Stocks closed sharply higher on Friday, completing two weeks of consecutive gains after policymakers ramped up talk of reopening the coronavirus-battered economy, while a major drugmaker’s progress with a COVID-19 treatment fueled optimism about the potential to keep the virus in check.
The Dow, S&P 500 and Nasdaq all posted back-to-back weekly gains, the first time since the week ended February 14. The blue-chip index rallied by just over 3%, while the Dow rose 2.2% and the Nasdaq soared 6% on the week.
More upbeat developments around the pandemic helped counterbalance a slew of dire economic data released earlier this week — including news that another five million workers were pushed out of their jobs by the virus.
The COVID-19 crisis has taken a heavy toll across the world — as revealed in new data that showed China’s economic output swooned by 6.8% in the first quarter as the coronavirus outbreak hammered the world’s second largest economy. It marked the first quarterly economic contraction the country has posted since official records began.
The rally got a serious boost after medical publication STAT reported that a Gilead (GILD) antiviral treatment was driving “rapid recoveries in fever and respiratory symptoms” for individuals with COVID-19. Gilead’s stock jumped on the news, and closed Friday’s session 9.7% higher.
Improving prospects for an antiviral treatment or vaccine – which other health-care giants including Johnson & Johnson have also been racing to develop – sparked a surge in optimism among equity traders. The SPY exchange-traded fund (SPY) tracking the S&P 500 jumped more than 2% in late trading following the report.
In the U.S., the coronavirus has so far sickened more than 672,000 individuals, and killed more than 30,000, according to real time data tracked by Johns Hopkins.
But weeks’ worth of strict social distancing measures across the country, and especially in some of the nation’s largest cities, is helping to “flatten the curve” of new hospitalizations and cases, emboldening talk of restarting public life that’s been in suspended animation.
The Trump administration briefed governors on Thursday about a three-phase blueprint for economic reopening, leaving it to the states to move through each phase at their own paces and ensure testing, surveillance and contingency plans remain in place in case another wave of infections arises.

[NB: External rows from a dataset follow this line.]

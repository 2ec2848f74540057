use async_trait::async_trait;
use chrono::DateTime;
use chrono::Utc;
use sqlx::PgPool;
use uuid::Uuid;

use crate::domain::blog::errors::BlogError;
use crate::domain::blog::models::Blog;
use crate::domain::blog::models::BlogId;
use crate::domain::blog::models::SearchQuery;
use crate::domain::blog::models::VoteKind;
use crate::domain::blog::ports::BlogRepository;
use crate::domain::user::models::UserId;

const BLOG_COLUMNS: &str = "id, title, description, image, created_by, created_at, likes, dislikes";

#[derive(sqlx::FromRow)]
struct BlogRow {
    id: Uuid,
    title: String,
    description: String,
    image: Option<String>,
    created_by: Uuid,
    created_at: DateTime<Utc>,
    likes: Vec<Uuid>,
    dislikes: Vec<Uuid>,
}

impl From<BlogRow> for Blog {
    fn from(row: BlogRow) -> Self {
        Blog {
            id: BlogId(row.id),
            title: row.title,
            description: row.description,
            image: row.image,
            created_by: UserId(row.created_by),
            created_at: row.created_at,
            likes: row.likes.into_iter().map(UserId).collect(),
            dislikes: row.dislikes.into_iter().map(UserId).collect(),
        }
    }
}

fn database_error(e: sqlx::Error) -> BlogError {
    BlogError::DatabaseError(e.to_string())
}

pub struct PostgresBlogRepository {
    pool: PgPool,
}

impl PostgresBlogRepository {
    pub fn new(pool: PgPool) -> Self {
        Self { pool }
    }
}

#[async_trait]
impl BlogRepository for PostgresBlogRepository {
    async fn create(&self, blog: Blog) -> Result<Blog, BlogError> {
        sqlx::query(
            r#"
            INSERT INTO blogs (id, title, description, image, created_by, created_at)
            VALUES ($1, $2, $3, $4, $5, $6)
            "#,
        )
        .bind(blog.id.0)
        .bind(&blog.title)
        .bind(&blog.description)
        .bind(&blog.image)
        .bind(blog.created_by.0)
        .bind(blog.created_at)
        .execute(&self.pool)
        .await
        .map_err(database_error)?;

        Ok(blog)
    }

    async fn find_by_id(&self, id: &BlogId) -> Result<Option<Blog>, BlogError> {
        let row = sqlx::query_as::<_, BlogRow>(&format!(
            "SELECT {BLOG_COLUMNS} FROM blogs WHERE id = $1"
        ))
        .bind(id.0)
        .fetch_optional(&self.pool)
        .await
        .map_err(database_error)?;

        Ok(row.map(Blog::from))
    }

    async fn list_all(&self) -> Result<Vec<Blog>, BlogError> {
        let rows = sqlx::query_as::<_, BlogRow>(&format!(
            "SELECT {BLOG_COLUMNS} FROM blogs ORDER BY created_at DESC"
        ))
        .fetch_all(&self.pool)
        .await
        .map_err(database_error)?;

        Ok(rows.into_iter().map(Blog::from).collect())
    }

    async fn search(&self, query: &SearchQuery) -> Result<Vec<Blog>, BlogError> {
        let rows = sqlx::query_as::<_, BlogRow>(&format!(
            r#"
            SELECT {BLOG_COLUMNS}
            FROM blogs
            WHERE title ILIKE $1 ESCAPE '\' OR description ILIKE $1 ESCAPE '\'
            ORDER BY created_at DESC
            "#
        ))
        .bind(query.like_pattern())
        .fetch_all(&self.pool)
        .await
        .map_err(database_error)?;

        Ok(rows.into_iter().map(Blog::from).collect())
    }

    async fn find_by_creator(&self, user_id: &UserId) -> Result<Vec<Blog>, BlogError> {
        let rows = sqlx::query_as::<_, BlogRow>(&format!(
            "SELECT {BLOG_COLUMNS} FROM blogs WHERE created_by = $1 ORDER BY created_at DESC"
        ))
        .bind(user_id.0)
        .fetch_all(&self.pool)
        .await
        .map_err(database_error)?;

        Ok(rows.into_iter().map(Blog::from).collect())
    }

    async fn set_vote(
        &self,
        id: &BlogId,
        user_id: &UserId,
        vote: Option<VoteKind>,
    ) -> Result<Option<Blog>, BlogError> {
        // Only this user's entries are rewritten, so concurrent voters never
        // clobber each other.
        let row = sqlx::query_as::<_, BlogRow>(&format!(
            r#"
            UPDATE blogs
            SET likes = array_remove(likes, $2)
                    || CASE WHEN $3 THEN ARRAY[$2]::uuid[] ELSE ARRAY[]::uuid[] END,
                dislikes = array_remove(dislikes, $2)
                    || CASE WHEN $4 THEN ARRAY[$2]::uuid[] ELSE ARRAY[]::uuid[] END
            WHERE id = $1
            RETURNING {BLOG_COLUMNS}
            "#
        ))
        .bind(id.0)
        .bind(user_id.0)
        .bind(vote == Some(VoteKind::Like))
        .bind(vote == Some(VoteKind::Dislike))
        .fetch_optional(&self.pool)
        .await
        .map_err(database_error)?;

        Ok(row.map(Blog::from))
    }

    async fn delete(&self, id: &BlogId) -> Result<(), BlogError> {
        let result = sqlx::query("DELETE FROM blogs WHERE id = $1")
            .bind(id.0)
            .execute(&self.pool)
            .await
            .map_err(database_error)?;

        if result.rows_affected() == 0 {
            return Err(BlogError::NotFound(*id));
        }

        Ok(())
    }
}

But with case counts still elevated in absolute terms, some of the states hardest hit by the coronavirus virus doubled down on their current social distancing standards, at least for the near-term. New York Governor Andrew Cuomo on Thursday extended the shutdown in the state, the hardest hit by the coronavirus, to May 15, in coordination with other Northeast states.
4:00 p.m. ET: Stocks post first back-to-back weekly gains since mid-February
Stocks rose Friday afternoon, with a late-afternoon rally sending the Dow up more than 700 points by market close.
Here’s where the markets settled at the end of regular equity trading Friday:
S&P 500 (^GSPC): +75.01 points (+2.68%) to 2,874.56
Dow (^DJI): +704.81 points (+2.99%) to 24,242.49
Nasdaq (^IXIC): +117.78 points (+1.38%) to 8,650.14
Gold (GC=F): -$37.20 (-2.15%) to $1,694.50 per ounce
10-year Treasury (^TNX): +3.9 bps to yield 0.65%
2:45 p.m. ET: Crude oil prices plunge below $19 per barrel as demand shock continues to dent energy prices
U.S. West Texas intermediate crude oil May futures (CL=F) settled lower by 8.1% on Friday to a fresh 18-year low of $18.27, extending oil’s inexorable price declines.
The drop brought the commodity’s weekly losses to 20%, as optimism over last week’s OPEC+ output cut was quickly vanquished as investors considered ongoing demand destruction due to the coronavirus pandemic.
1:00 p.m. ET: It’s good to be an online retailer
The biggest beneficiaries of widespread social distancing have been Amazon, Netflix (NFLX) and Zoom — but Shopify (SHOP) is coming on strong.
The stock is testing new records after CTO Jean-Michel Lemieux said the e-commerce company is seeing “Black Friday” levels of traffic on a daily basis. “It won’t be long before traffic has doubled or more,” he added.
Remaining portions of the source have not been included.